## WHAT TO WORK ON
The answer is the set of lines that include "POST", copied from the data below.

Collected data:
........

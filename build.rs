use vergen::{BuildBuilder, CargoBuilder, Emitter, RustcBuilder};

fn main() -> Result<(), Box<dyn std::error::Error>> {
    let build = BuildBuilder::default()
        .build_timestamp(true) // Build timestamp
        .build()?;

    let cargo = CargoBuilder::default()
        .opt_level(true) // Optimization level
        .target_triple(true) // Target triple (e.g., x86_64-unknown-linux-gnu)
        .build()?;

    let rustc = RustcBuilder::default()
        .semver(true) // Rust compiler version
        .channel(true) // Rust channel (stable, beta, nightly)
        .build()?;

    Emitter::default()
        .add_instructions(&build)?
        .add_instructions(&cargo)?
        .add_instructions(&rustc)?
        .emit()?;

    Ok(())
}
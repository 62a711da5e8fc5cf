//! API endpoint status probes

use async_trait::async_trait;
use reqwest::Method;

use crate::config::DiagnosticConfig;
use crate::diagnostics::check::{CheckResult, CheckStatus, SystemCheck};
use crate::diagnostics::context::ProbeContext;
use crate::probe::{HttpOutcome, StatusClass};

/// Backend paths probed, with their HTTP method and description
const BACKEND_ENDPOINTS: [(&str, &str, &str); 4] = [
    ("GET", "/health", "Backend health check"),
    ("GET", "/api/health", "API health check"),
    ("POST", "/api/wizard/init", "Wizard initialization endpoint"),
    ("GET", "/api/wizard/templates", "Wizard templates endpoint"),
];

/// One endpoint to probe for its status code
#[derive(Debug, Clone)]
pub struct Endpoint {
    pub method: Method,
    pub url: String,
    pub description: String,
}

/// The four backend endpoints followed by the frontend root
pub fn endpoints(config: &DiagnosticConfig) -> Vec<Endpoint> {
    let mut list: Vec<Endpoint> = BACKEND_ENDPOINTS
        .iter()
        .map(|(method, path, description)| Endpoint {
            method: if *method == "POST" { Method::POST } else { Method::GET },
            url: config.backend_endpoint(path),
            description: description.to_string(),
        })
        .collect();

    list.push(Endpoint {
        method: Method::GET,
        url: config.frontend_url.clone(),
        description: "Frontend availability".to_string(),
    });

    list
}

/// Line printed for a classified status
pub fn status_line(class: StatusClass) -> String {
    match class {
        StatusClass::Ok => format!("✅ {}", class),
        StatusClass::NotFound | StatusClass::ServerError => format!("❌ {}", class),
        StatusClass::Unexpected(_) => format!("⚠️  {}", class),
    }
}

/// Probes each endpoint once and classifies its status code
pub struct EndpointCheck;

impl EndpointCheck {
    pub fn new() -> Self {
        Self
    }

    fn report(&self, ctx: &ProbeContext, outcome: &HttpOutcome) -> StatusClass {
        if let Some(error) = &outcome.error {
            ctx.say(format!("❌ Request failed: {}", error));
        }
        let class = outcome.class();
        ctx.say(status_line(class));
        class
    }
}

impl Default for EndpointCheck {
    fn default() -> Self {
        Self::new()
    }
}

#[async_trait]
impl SystemCheck for EndpointCheck {
    fn name(&self) -> &'static str {
        "API Endpoints"
    }

    fn banner(&self) -> &'static str {
        "🌐 API ENDPOINT TESTING"
    }

    fn description(&self) -> Option<&'static str> {
        Some("Status codes of backend and frontend endpoints")
    }

    async fn check(&self, ctx: &ProbeContext) -> CheckResult {
        let endpoints = endpoints(&ctx.config);
        let mut working = 0;
        let mut broken = Vec::new();

        for endpoint in &endpoints {
            ctx.blank();
            ctx.say(format!("🔍 {}", endpoint.description));
            ctx.say(format!("Request: {} {}", endpoint.method, endpoint.url));

            let outcome = ctx.http.status(endpoint.method.clone(), &endpoint.url).await;
            if self.report(ctx, &outcome).is_ok() {
                working += 1;
            } else {
                broken.push(endpoint.description.as_str());
            }
        }

        let status = CheckStatus::from_counts(working, endpoints.len());
        if broken.is_empty() {
            CheckResult::with_status(status, format!("{} endpoints working", working))
        } else {
            CheckResult::with_status(
                status,
                format!("{}/{} endpoints working", working, endpoints.len()),
            )
            .with_details(broken.join("\n"))
        }
    }
}

#[cfg(test)]
mod tests {
    use super::*;

    #[test]
    fn test_default_endpoints() {
        let list = endpoints(&DiagnosticConfig::default());
        let urls: Vec<_> = list.iter().map(|e| e.url.as_str()).collect();

        assert_eq!(
            urls,
            vec![
                "http://localhost:3002/health",
                "http://localhost:3002/api/health",
                "http://localhost:3002/api/wizard/init",
                "http://localhost:3002/api/wizard/templates",
                "http://localhost:3000",
            ]
        );
        assert_eq!(list[2].method, Method::POST);
        assert!(list.iter().filter(|e| e.method == Method::POST).count() == 1);
    }

    #[test]
    fn test_status_lines() {
        assert_eq!(status_line(StatusClass::Ok), "✅ HTTP 200 - Endpoint working");
        assert_eq!(status_line(StatusClass::NotFound), "❌ HTTP 404 - Endpoint not found");
        assert_eq!(status_line(StatusClass::ServerError), "❌ HTTP 500 - Server error");
        assert_eq!(
            status_line(StatusClass::Unexpected(Some(503))),
            "⚠️  HTTP 503 - Unexpected response"
        );
    }
}
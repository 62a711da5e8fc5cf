//! External command execution
//!
//! Every command probe goes through [`CommandRunner::execute`], which never
//! fails outward: launch errors, non-zero exits and timeouts all come back
//! as a [`CommandResult`].

use std::fmt;
use std::process::Stdio;
use std::time::{Duration, Instant};

use tokio::process::Command;
use tracing::{debug, warn};

/// Message reported for a command that exceeded its timeout
pub const TIMED_OUT_MESSAGE: &str = "Command timed out";

/// A program and its arguments
#[derive(Debug, Clone, PartialEq, Eq)]
pub struct CommandSpec {
    pub program: String,
    pub args: Vec<String>,
}

impl CommandSpec {
    pub fn new<I, S>(program: impl Into<String>, args: I) -> Self
    where
        I: IntoIterator<Item = S>,
        S: Into<String>,
    {
        Self {
            program: program.into(),
            args: args.into_iter().map(Into::into).collect(),
        }
    }

    /// `<docker> logs <container> --tail <lines>`
    pub fn docker_logs(docker_bin: &str, container: &str, tail: u32) -> Self {
        Self::new(
            docker_bin,
            ["logs".to_string(), container.to_string(), "--tail".to_string(), tail.to_string()],
        )
    }
}

impl fmt::Display for CommandSpec {
    fn fmt(&self, f: &mut fmt::Formatter<'_>) -> fmt::Result {
        write!(f, "{}", self.program)?;
        for arg in &self.args {
            if arg.is_empty() || arg.contains(char::is_whitespace) {
                write!(f, " \"{}\"", arg.replace('"', "\\\""))?;
            } else {
                write!(f, " {}", arg)?;
            }
        }
        Ok(())
    }
}

/// How a command finished
#[derive(Debug, Clone, PartialEq, Eq)]
pub enum CommandStatus {
    /// Exit code 0
    Success,
    /// Non-zero exit, or killed by a signal (no code)
    Failed(Option<i32>),
    /// Killed after exceeding the timeout
    TimedOut(Duration),
    /// The process could not be started
    LaunchFailed(String),
}

/// Captured result of one command invocation
#[derive(Debug, Clone)]
pub struct CommandResult {
    pub status: CommandStatus,
    pub stdout: String,
    pub stderr: String,
}

impl CommandResult {
    pub fn success(&self) -> bool {
        matches!(self.status, CommandStatus::Success)
    }

    /// The text that accompanies the outcome: stdout on success, stderr on
    /// failure, or a fixed message for timeouts and launch errors
    pub fn message(&self) -> &str {
        match &self.status {
            CommandStatus::Success => self.stdout.trim(),
            CommandStatus::Failed(_) => self.stderr.trim(),
            CommandStatus::TimedOut(_) => TIMED_OUT_MESSAGE,
            CommandStatus::LaunchFailed(message) => message.as_str(),
        }
    }

    /// Stdout and stderr joined, for scanning tools like `docker logs` that
    /// relay the container's stderr on their own
    pub fn combined_output(&self) -> String {
        match (self.stdout.trim(), self.stderr.trim()) {
            ("", err) => err.to_string(),
            (out, "") => out.to_string(),
            (out, err) => format!("{}\n{}", out, err),
        }
    }
}

/// Runs commands with a fixed timeout
#[derive(Debug, Clone)]
pub struct CommandRunner {
    timeout: Duration,
}

impl CommandRunner {
    pub fn new(timeout: Duration) -> Self {
        Self { timeout }
    }

    /// Executes `spec` and captures its output
    ///
    /// The child runs in its own process group. The whole group is killed if
    /// the timeout expires or the returned future is dropped, so wrapper
    /// scripts cannot leave their own children behind.
    pub async fn execute(&self, spec: &CommandSpec) -> CommandResult {
        let start = Instant::now();
        let mut command = Command::new(&spec.program);
        command
            .args(&spec.args)
            .stdin(Stdio::null())
            .stdout(Stdio::piped())
            .stderr(Stdio::piped())
            .kill_on_drop(true);
        #[cfg(unix)]
        command.process_group(0);

        let child = match command.spawn() {
            Ok(child) => child,
            Err(e) => {
                debug!(command = %spec, error = %e, "Command failed to start");
                return CommandResult {
                    status: CommandStatus::LaunchFailed(e.to_string()),
                    stdout: String::new(),
                    stderr: String::new(),
                };
            }
        };
        let mut group = ProcessGroupGuard::new(child.id());

        let result = match tokio::time::timeout(self.timeout, child.wait_with_output()).await {
            Ok(Ok(output)) => {
                group.disarm();
                let status = if output.status.success() {
                    CommandStatus::Success
                } else {
                    CommandStatus::Failed(output.status.code())
                };
                CommandResult {
                    status,
                    stdout: String::from_utf8_lossy(&output.stdout).into_owned(),
                    stderr: String::from_utf8_lossy(&output.stderr).into_owned(),
                }
            }
            Ok(Err(e)) => CommandResult {
                status: CommandStatus::LaunchFailed(e.to_string()),
                stdout: String::new(),
                stderr: String::new(),
            },
            Err(_) => {
                warn!(command = %spec, timeout = ?self.timeout, "Command timed out");
                CommandResult {
                    status: CommandStatus::TimedOut(self.timeout),
                    stdout: String::new(),
                    stderr: String::new(),
                }
            }
        };

        debug!(
            command = %spec,
            status = ?result.status,
            elapsed = ?start.elapsed(),
            "Command finished"
        );

        result
    }
}

/// Kills a child's process group when dropped, unless disarmed
struct ProcessGroupGuard {
    pgid: Option<u32>,
}

impl ProcessGroupGuard {
    fn new(pid: Option<u32>) -> Self {
        Self { pgid: pid }
    }

    fn disarm(&mut self) {
        self.pgid = None;
    }
}

impl Drop for ProcessGroupGuard {
    #[cfg(unix)]
    fn drop(&mut self) {
        use nix::sys::signal::{Signal, killpg};
        use nix::unistd::Pid;

        let Some(pgid) = self.pgid.and_then(|pid| i32::try_from(pid).ok()) else {
            return;
        };
        // ESRCH just means the group already exited
        if let Err(e) = killpg(Pid::from_raw(pgid), Signal::SIGKILL)
            && e != nix::errno::Errno::ESRCH
        {
            warn!(pgid, error = %e, "Failed to kill process group");
        }
    }

    #[cfg(not(unix))]
    fn drop(&mut self) {}
}

impl Default for CommandRunner {
    fn default() -> Self {
        Self::new(Duration::from_secs(crate::config::DEFAULT_TIMEOUT_SECS))
    }
}
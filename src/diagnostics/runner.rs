//! Sequential checklist runner

use std::future::Future;
use std::time::Instant;

use tracing::{info, warn};

use super::check::{CheckResult, CheckStatus, SystemCheck};
use super::context::ProbeContext;

/// Width of the rule printed around category banners
pub const SECTION_WIDTH: usize = 60;

/// Results from running the checklist
#[derive(Debug, Default)]
pub struct DiagnosticReport {
    /// Individual check results with their category names
    pub results: Vec<(String, CheckResult)>,
    /// Total number of checks run
    pub total: usize,
    /// Number of passing checks
    pub passed: usize,
    /// Number of checks with warnings
    pub warned: usize,
    /// Number of failing checks
    pub failed: usize,
    /// Number of checks that only report what they saw
    pub informational: usize,
}

impl DiagnosticReport {
    fn record(&mut self, name: String, result: CheckResult) {
        match result.status {
            CheckStatus::Pass => self.passed += 1,
            CheckStatus::Warn => self.warned += 1,
            CheckStatus::Fail => self.failed += 1,
            CheckStatus::Info => self.informational += 1,
        }
        self.results.push((name, result));
        self.total = self.results.len();
    }

    /// Returns true if all checks passed (no failures)
    pub fn is_healthy(&self) -> bool {
        self.failed == 0
    }

    /// Returns true if there are any warnings
    pub fn has_warnings(&self) -> bool {
        self.warned > 0
    }

    /// Exit code for strict mode
    /// 0 = all pass, 1 = any fail, 2 = any warn (but no fail)
    ///
    /// Informational checks never change the code.
    pub fn exit_code(&self) -> i32 {
        if !self.is_healthy() {
            1
        } else if self.has_warnings() {
            2
        } else {
            0
        }
    }
}

/// The run stopped before every check finished
#[derive(Debug, thiserror::Error)]
#[error("diagnostic interrupted by user")]
pub struct Interrupted {
    /// Checks that completed before the interrupt
    pub partial: DiagnosticReport,
    /// Stdout was closed, so nobody is reading the results
    pub output_closed: bool,
}

/// Runs checks one after another, in the order they were added
pub struct DiagnosticRunner {
    checks: Vec<Box<dyn SystemCheck>>,
}

impl DiagnosticRunner {
    /// Creates a new runner with no checks
    pub fn new() -> Self {
        Self { checks: Vec::new() }
    }

    /// Adds a check to the runner
    pub fn add_check<C: SystemCheck + 'static>(mut self, check: C) -> Self {
        self.checks.push(Box::new(check));
        self
    }

    /// Names of the registered checks, in run order
    pub fn check_names(&self) -> Vec<&'static str> {
        self.checks.iter().map(|c| c.name()).collect()
    }

    /// Runs every check to completion
    pub async fn run(self, ctx: &ProbeContext) -> DiagnosticReport {
        match self.run_until(ctx, std::future::pending::<()>()).await {
            Ok(report) => report,
            Err(interrupted) => interrupted.partial,
        }
    }

    /// Runs checks until they all finish or `interrupt` resolves
    ///
    /// An interrupt drops the in-flight check, which kills any child process
    /// it started, and skips every remaining check. A closed transcript stops
    /// the run the same way once the current check returns.
    pub async fn run_until<F>(
        self,
        ctx: &ProbeContext,
        interrupt: F,
    ) -> Result<DiagnosticReport, Interrupted>
    where
        F: Future<Output = ()>,
    {
        tokio::pin!(interrupt);
        let mut report = DiagnosticReport::default();

        for check in self.checks {
            if ctx.transcript().is_closed() {
                warn!("Output closed, skipping remaining checks");
                return Err(Interrupted {
                    partial: report,
                    output_closed: true,
                });
            }

            let name = check.name().to_string();
            ctx.section(check.banner(), SECTION_WIDTH);
            info!(
                check = %name,
                description = check.description().unwrap_or_default(),
                "Running check"
            );

            let start = Instant::now();
            let result = tokio::select! {
                biased;
                () = &mut interrupt => {
                    warn!(check = %name, "Interrupted");
                    return Err(Interrupted {
                        partial: report,
                        output_closed: false,
                    });
                }
                result = check.check(ctx) => result,
            };
            let result = result.with_duration(start.elapsed());

            info!(
                check = %name,
                status = ?result.status,
                duration = ?result.duration,
                "Check finished"
            );
            report.record(name, result);
        }

        Ok(report)
    }
}

impl Default for DiagnosticRunner {
    fn default() -> Self {
        Self::new()
    }
}

#[cfg(test)]
mod tests {
    use super::*;

    #[test]
    fn test_exit_codes() {
        let mut report = DiagnosticReport::default();
        report.record("a".into(), CheckResult::pass("ok"));
        assert_eq!(report.exit_code(), 0);

        report.record("b".into(), CheckResult::warn("meh"));
        assert_eq!(report.exit_code(), 2);
        assert!(report.is_healthy());

        report.record("c".into(), CheckResult::fail("broken"));
        assert_eq!(report.exit_code(), 1);
        assert!(!report.is_healthy());
        assert_eq!(report.total, 3);
    }

    #[test]
    fn test_informational_results_do_not_change_exit_code() {
        let mut report = DiagnosticReport::default();
        report.record("db".into(), CheckResult::info("0/5 probes succeeded"));
        report.record("env".into(), CheckResult::pass("ok"));

        assert_eq!(report.informational, 1);
        assert_eq!(report.total, 2);
        assert!(report.is_healthy());
        assert!(!report.has_warnings());
        assert_eq!(report.exit_code(), 0);
    }
}
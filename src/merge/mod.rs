//! Patient identity resolution and merge engine.
//!
//! `MergeService` is the only entry point the HTTP layer uses. Detection is
//! read-only; merging goes through [`executor::execute`], the single writer of
//! patient merge state, related-entity patient ids and merge logs.

pub mod audit;
pub mod detector;
pub mod error;
pub mod executor;
#[cfg(test)]
pub mod memory_store;
pub mod normalize;
pub mod pg_store;
pub mod similarity;
pub mod store;
pub mod validator;

use std::sync::Arc;

use uuid::Uuid;

pub use error::MergeError;

use self::{
    audit::{MERGE_FAILED_TOTAL, MERGE_TOTAL, MergeEventBus, MergeMetrics},
    executor::MergeCommand,
    similarity::{NameSimilarity, TrigramSimilarity},
    store::{PatientStore, StoreLookup},
};
use crate::models::{MergeCandidate, MergeLog, MergeStrategy, PatientMerged};

pub struct MergeService {
    store: Arc<dyn PatientStore>,
    metrics: Arc<dyn MergeMetrics>,
    events: MergeEventBus,
    similarity: Arc<dyn NameSimilarity>,
    name_threshold: f64,
}

impl MergeService {
    pub fn new(
        store: Arc<dyn PatientStore>,
        metrics: Arc<dyn MergeMetrics>,
        events: MergeEventBus,
        name_threshold: f64,
    ) -> Self {
        Self {
            store,
            metrics,
            events,
            similarity: Arc::new(TrigramSimilarity),
            name_threshold,
        }
    }

    #[cfg(test)]
    pub fn with_similarity(mut self, similarity: Arc<dyn NameSimilarity>) -> Self {
        self.similarity = similarity;
        self
    }

    pub fn events(&self) -> &MergeEventBus {
        &self.events
    }

    /// Scored duplicate pairs among active patients. `strategy = None` runs
    /// every detector strategy.
    pub async fn find_candidates(
        &self,
        strategy: Option<MergeStrategy>,
        min_confidence: Option<f64>,
    ) -> Result<Vec<MergeCandidate>, MergeError> {
        if let Some(s) = strategy {
            if !s.is_detectable() {
                return Err(MergeError::Validation(format!(
                    "strategy '{s}' is not produced by the detector"
                )));
            }
        }
        if let Some(min) = min_confidence {
            if !min.is_finite() || !(0.0..=1.0).contains(&min) {
                return Err(MergeError::Validation(
                    "min_confidence must be between 0 and 1".into(),
                ));
            }
        }

        let strategies: Vec<MergeStrategy> = match strategy {
            Some(s) => vec![s],
            None => MergeStrategy::DETECTABLE.to_vec(),
        };
        let threshold = min_confidence.unwrap_or(self.name_threshold);

        let patients = self.store.active_identities().await?;
        let candidates = detector::find_candidates(
            &patients,
            &strategies,
            threshold,
            min_confidence,
            self.similarity.as_ref(),
        );

        tracing::debug!(
            scanned = patients.len(),
            found = candidates.len(),
            "merge candidate scan complete"
        );
        Ok(candidates)
    }

    /// Advisory precondition check; nothing is locked or written.
    pub async fn validate(&self, source_id: Uuid, target_id: Uuid) -> Result<(), MergeError> {
        let mut lookup = StoreLookup(self.store.as_ref());
        validator::validate(&mut lookup, source_id, target_id).await?;
        Ok(())
    }

    /// Merges `source_id` into `target_id`. On success the event bus is
    /// notified after commit; every outcome is counted.
    pub async fn merge(
        &self,
        source_id: Uuid,
        target_id: Uuid,
        strategy: MergeStrategy,
        acting_user_id: Uuid,
    ) -> Result<MergeLog, MergeError> {
        let cmd = MergeCommand {
            source_id,
            target_id,
            strategy,
            acting_user_id,
        };

        let log = match executor::execute(self.store.as_ref(), cmd).await {
            Ok(log) => log,
            Err(e) => {
                self.record_rejection(&e);
                if e.is_retryable() {
                    tracing::warn!(
                        %source_id,
                        %target_id,
                        strategy = strategy.as_str(),
                        "patient merge rolled back: {e}"
                    );
                } else {
                    tracing::info!(
                        %source_id,
                        %target_id,
                        strategy = strategy.as_str(),
                        reason = e.reason(),
                        "patient merge rejected: {e}"
                    );
                }
                return Err(e);
            }
        };

        self.metrics.incr(MERGE_TOTAL, "strategy", strategy.as_str());

        let listeners = self.events.publish(PatientMerged {
            source_patient_id: log.source_patient_id,
            target_patient_id: log.target_patient_id,
            strategy: log.strategy,
            merged_by_user_id: log.merged_by_user_id,
            merge_log_id: log.merge_log_id,
        });

        tracing::info!(
            merge_log_id = %log.merge_log_id,
            %source_id,
            %target_id,
            strategy = strategy.as_str(),
            listeners,
            "patient merged"
        );
        Ok(log)
    }

    /// Counts a merge attempt that failed, including ones refused before
    /// reaching the engine.
    pub fn record_rejection(&self, err: &MergeError) {
        self.metrics.incr(MERGE_FAILED_TOTAL, "reason", err.reason());
    }

    /// Chain from `patient_id` to its surviving active record.
    pub async fn resolve_canonical(&self, patient_id: Uuid) -> Result<Vec<Uuid>, MergeError> {
        let mut lookup = StoreLookup(self.store.as_ref());
        validator::resolve_chain(&mut lookup, patient_id).await
    }

    pub async fn merge_logs(
        &self,
        patient_id: Option<Uuid>,
        limit: i64,
    ) -> Result<Vec<MergeLog>, MergeError> {
        Ok(self.store.list_merge_logs(patient_id, limit).await?)
    }

    pub async fn merge_log(&self, merge_log_id: Uuid) -> Result<Option<MergeLog>, MergeError> {
        Ok(self.store.get_merge_log(merge_log_id).await?)
    }
}
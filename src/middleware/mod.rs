pub mod auth_context;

........

## REPLY TO THE TASK
    ("POST", "/api/wizard/init", "Wizard initialization endpoint"),
            method: if *method == "POST" { Method::POST } else { Method::GET },
        assert_eq!(list[2].method, Method::POST);
        assert!(list.iter().filter(|e| e.method == Method::POST).count() == 1);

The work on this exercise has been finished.